## [EXERCISE DIRECTIONS]
Could you find each line of the data below that contains the word "unwrap" and copy those lines?

## [DATA SECTION]
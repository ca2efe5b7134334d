// Copyright 2026 the Trellis Authors
// SPDX-License-Identifier: Apache-2.0 OR MIT

//! Render cache under zoom: the image is stretched while the zoom changes and re-rendered
//! once it settles.
//!
//! Run:
//! - `cargo run -p trellis_demos --example cache_zoom`

use kurbo::{Affine, Rect};
use trellis_cache::RenderCache;
use trellis_scene::{Canvas, CanvasOp, Container, DrawCx, RecordingCanvas, Rgba, Scene, Widget};

struct Swatch(Rgba);

impl Widget for Swatch {
    fn draw(&mut self, cx: &mut DrawCx<'_>) {
        let size = cx.rect().size();
        cx.canvas().fill_rect(size.to_rect(), self.0);
    }
}

fn main() {
    let mut scene = Scene::new();
    let root = scene.insert(Container, Rect::new(0.0, 0.0, 800.0, 600.0));
    let cache = scene.insert(RenderCache::new(), Rect::new(10.0, 10.0, 110.0, 90.0));
    scene.add_child(root, cache).unwrap();
    for i in 0..8 {
        let x = f64::from(i) * 12.0;
        let swatch = scene.insert(Swatch([0.9, 0.3, 0.1, 1.0]), Rect::new(x, 0.0, x + 10.0, 80.0));
        scene.add_child(cache, swatch).unwrap();
    }

    let mut canvas = RecordingCanvas::new();
    let zooms = [1.0, 1.0, 1.0, 1.5, 2.0, 3.0, 3.0, 3.0, 3.0];
    for (frame, zoom) in zooms.into_iter().enumerate() {
        canvas.take_ops();
        scene.step(root, &mut canvas);
        canvas.begin_frame(800, 600, 1.0);
        canvas.set_transform(Affine::scale(zoom));
        scene.draw(root, &mut canvas);
        canvas.end_frame();

        let fills = canvas.count(|op| matches!(op, CanvasOp::FillRect { .. }));
        let blit = canvas.ops().iter().find_map(|op| match op {
            CanvasOp::DrawImage { quad, .. } => Some(*quad),
            _ => None,
        });
        let c = scene.widget::<RenderCache>(cache).unwrap();
        println!(
            "frame {frame}: zoom {zoom:.1}, swatches drawn {fills}, image {:?}, blit {:?}",
            c.image_size(),
            blit
        );
    }

    let stats = scene.widget::<RenderCache>(cache).unwrap().stats();
    println!("{stats:?}");
    assert_eq!(stats.renders, 2);
}
// Copyright 2026 the Trellis Authors
// SPDX-License-Identifier: Apache-2.0 OR MIT

//! Trellis Router: a deterministic, `no_std` input router for Trellis scenes.
//!
//! ## Overview
//!
//! [`EventRouter`] is an explicit context object owned by the embedding application. It
//! turns raw window input (pointer moves, button and key edges, text, scroll, dropped
//! paths) into [`trellis_scene::Event`]s dispatched from a root node, and keeps exactly one
//! occupant per interaction role: hovered, dragged, drag-hovered, selected, and the last
//! click remembered for double-click detection.
//!
//! ## Transitions
//!
//! Role changes are computed by [`roles::RoleSlot`] and delivered as direct notifications:
//! the old occupant is told first (`Leave`, `DragEnd`, `DragLeave`, `Deselect`), then the new
//! one (`Enter`, `DragStart`, `DragEnter`, `Select`). Updating a role with its current
//! occupant fires nothing.
//!
//! ## Policies
//!
//! - Only the primary button drags and selects.
//! - A release of the drag button always tears the drag down, claimed or not.
//! - Two primary presses on the same node within [`RouterConfig::double_click_window`]
//!   (0.3 s by default) fire `DoubleClick`, after which the detector is reset.
//! - Keys and text go to the selected node first, then to whatever is under the pointer.
//!
//! ## Minimal example
//!
//! ```
//! use core::time::Duration;
//! use kurbo::{Point, Rect, Vec2};
//! use trellis_router::EventRouter;
//! use trellis_scene::{Container, InputAction, Modifiers, MouseButton, Scene};
//!
//! let mut scene = Scene::new();
//! let root = scene.insert(Container, Rect::new(0.0, 0.0, 100.0, 100.0));
//! let mut router = EventRouter::new(root);
//!
//! router.handle_hover(&mut scene, Point::new(10.0, 10.0), Vec2::ZERO);
//! let claimed = router.handle_button(
//!     &mut scene,
//!     MouseButton::Primary,
//!     InputAction::Press,
//!     Modifiers::empty(),
//!     Duration::ZERO,
//! );
//! // Nothing in this scene claims input.
//! assert!(!claimed);
//! assert_eq!(router.selected(), None);
//! ```
//!
//! This crate is `no_std` and uses `alloc`.

#![no_std]

extern crate alloc;

mod config;
mod router;
pub mod roles;

pub use config::{DEFAULT_DOUBLE_CLICK_WINDOW, RouterConfig};
pub use router::EventRouter;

## [RESULT FOR THIS EXERCISE]
    scene.add_child(root, cache).unwrap();
        scene.add_child(cache, swatch).unwrap();
        let c = scene.widget::<RenderCache>(cache).unwrap();
    let stats = scene.widget::<RenderCache>(cache).unwrap().stats();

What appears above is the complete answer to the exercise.